_WHAT IS EXPECTED_
Copy out the data below verbatim.

_SUPPLIED MATERIAL_
-*-*-

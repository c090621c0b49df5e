//! UiSchema Service
//!
//! Derives the structural part of a uiSchema from catalog metadata. The
//! derived tree sits *under* the authored uiSchema: author keys always win.

use crate::models::{Lang, Property};
use crate::services::ResolvedField;
use crate::utils::{deep_merge, is_empty_object};
use serde_json::{json, Map, Value};

/// Widget used for `{fi, sv, en}` objects
pub const MULTI_LANGUAGE_FIELD: &str = "MultiLanguageField";

/// Derives uiSchema fragments from property metadata
#[derive(Debug, Clone, Copy, Default)]
pub struct UiSchemaService;

impl UiSchemaService {
    pub fn new() -> Self {
        Self
    }

    /// uiSchema fragment of a single leaf property
    ///
    /// Multi-language properties get the multi-language widget, catalog
    /// comments become help texts, and repeated primitives carry the
    /// fragment under `items`.
    pub fn ui_schema_for_property(&self, property: &Property, lang: Lang) -> Value {
        let mut ui = Map::new();
        if property.multi_language {
            ui.insert("ui:field".to_string(), json!(MULTI_LANGUAGE_FIELD));
        }
        let comment = property.comment_in(lang);
        if !comment.is_empty() {
            ui.insert("ui:help".to_string(), Value::String(comment));
        }

        if ui.is_empty() {
            return Value::Object(ui);
        }
        if property.is_unbounded() && !property.is_embeddable {
            json!({ "items": ui })
        } else {
            Value::Object(ui)
        }
    }

    /// Derived uiSchema of the children of `node`
    ///
    /// Children of repeated embeddables nest under `items`; empty fragments
    /// are left out.
    pub fn derive(&self, node: &ResolvedField, lang: Lang) -> Value {
        let mut ui = Map::new();
        for child in &node.children {
            let fragment = if child.property.is_embeddable {
                let nested = self.derive(child, lang);
                if child.property.is_unbounded() && !is_empty_object(&nested) {
                    json!({ "items": nested })
                } else {
                    nested
                }
            } else {
                self.ui_schema_for_property(&child.property, lang)
            };
            if !is_empty_object(&fragment) {
                ui.insert(child.name().to_string(), fragment);
            }
        }
        Value::Object(ui)
    }

    /// Merge the authored uiSchema over the derived one
    pub fn merge_under(&self, derived: Value, authored: Option<Value>) -> Value {
        match authored {
            Some(authored) if !authored.is_null() => deep_merge(derived, authored),
            _ => derived,
        }
    }
}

-*-*-

_SOLUTION_
repository c090621c0b49df5e
//! UiSchema Service
//!
//! Derives the structural part of a uiSchema from catalog metadata. The
//! derived tree sits *under* the authored uiSchema: author keys always win.

use crate::models::{Lang, Property};
use crate::services::ResolvedField;
use crate::utils::{deep_merge, is_empty_object};
use serde_json::{json, Map, Value};

/// Widget used for `{fi, sv, en}` objects
pub const MULTI_LANGUAGE_FIELD: &str = "MultiLanguageField";

/// Derives uiSchema fragments from property metadata
#[derive(Debug, Clone, Copy, Default)]
pub struct UiSchemaService;

impl UiSchemaService {
    pub fn new() -> Self {
        Self
    }

    /// uiSchema fragment of a single leaf property
    ///
    /// Multi-language properties get the multi-language widget, catalog
    /// comments become help texts, and repeated primitives carry the
    /// fragment under `items`.
    pub fn ui_schema_for_property(&self, property: &Property, lang: Lang) -> Value {
        let mut ui = Map::new();
        if property.multi_language {
            ui.insert("ui:field".to_string(), json!(MULTI_LANGUAGE_FIELD));
        }
        let comment = property.comment_in(lang);
        if !comment.is_empty() {
            ui.insert("ui:help".to_string(), Value::String(comment));
        }

        if ui.is_empty() {
            return Value::Object(ui);
        }
        if property.is_unbounded() && !property.is_embeddable {
            json!({ "items": ui })
        } else {
            Value::Object(ui)
        }
    }

    /// Derived uiSchema of the children of `node`
    ///
    /// Children of repeated embeddables nest under `items`; empty fragments
    /// are left out.
    pub fn derive(&self, node: &ResolvedField, lang: Lang) -> Value {
        let mut ui = Map::new();
        for child in &node.children {
            let fragment = if child.property.is_embeddable {
                let nested = self.derive(child, lang);
                if child.property.is_unbounded() && !is_empty_object(&nested) {
                    json!({ "items": nested })
                } else {
                    nested
                }
            } else {
                self.ui_schema_for_property(&child.property, lang)
            };
            if !is_empty_object(&fragment) {
                ui.insert(child.name().to_string(), fragment);
            }
        }
        Value::Object(ui)
    }

    /// Merge the authored uiSchema over the derived one
    pub fn merge_under(&self, derived: Value, authored: Option<Value>) -> Value {
        match authored {
            Some(authored) if !authored.is_null() => deep_merge(derived, authored),
            _ => derived,
        }
    }
}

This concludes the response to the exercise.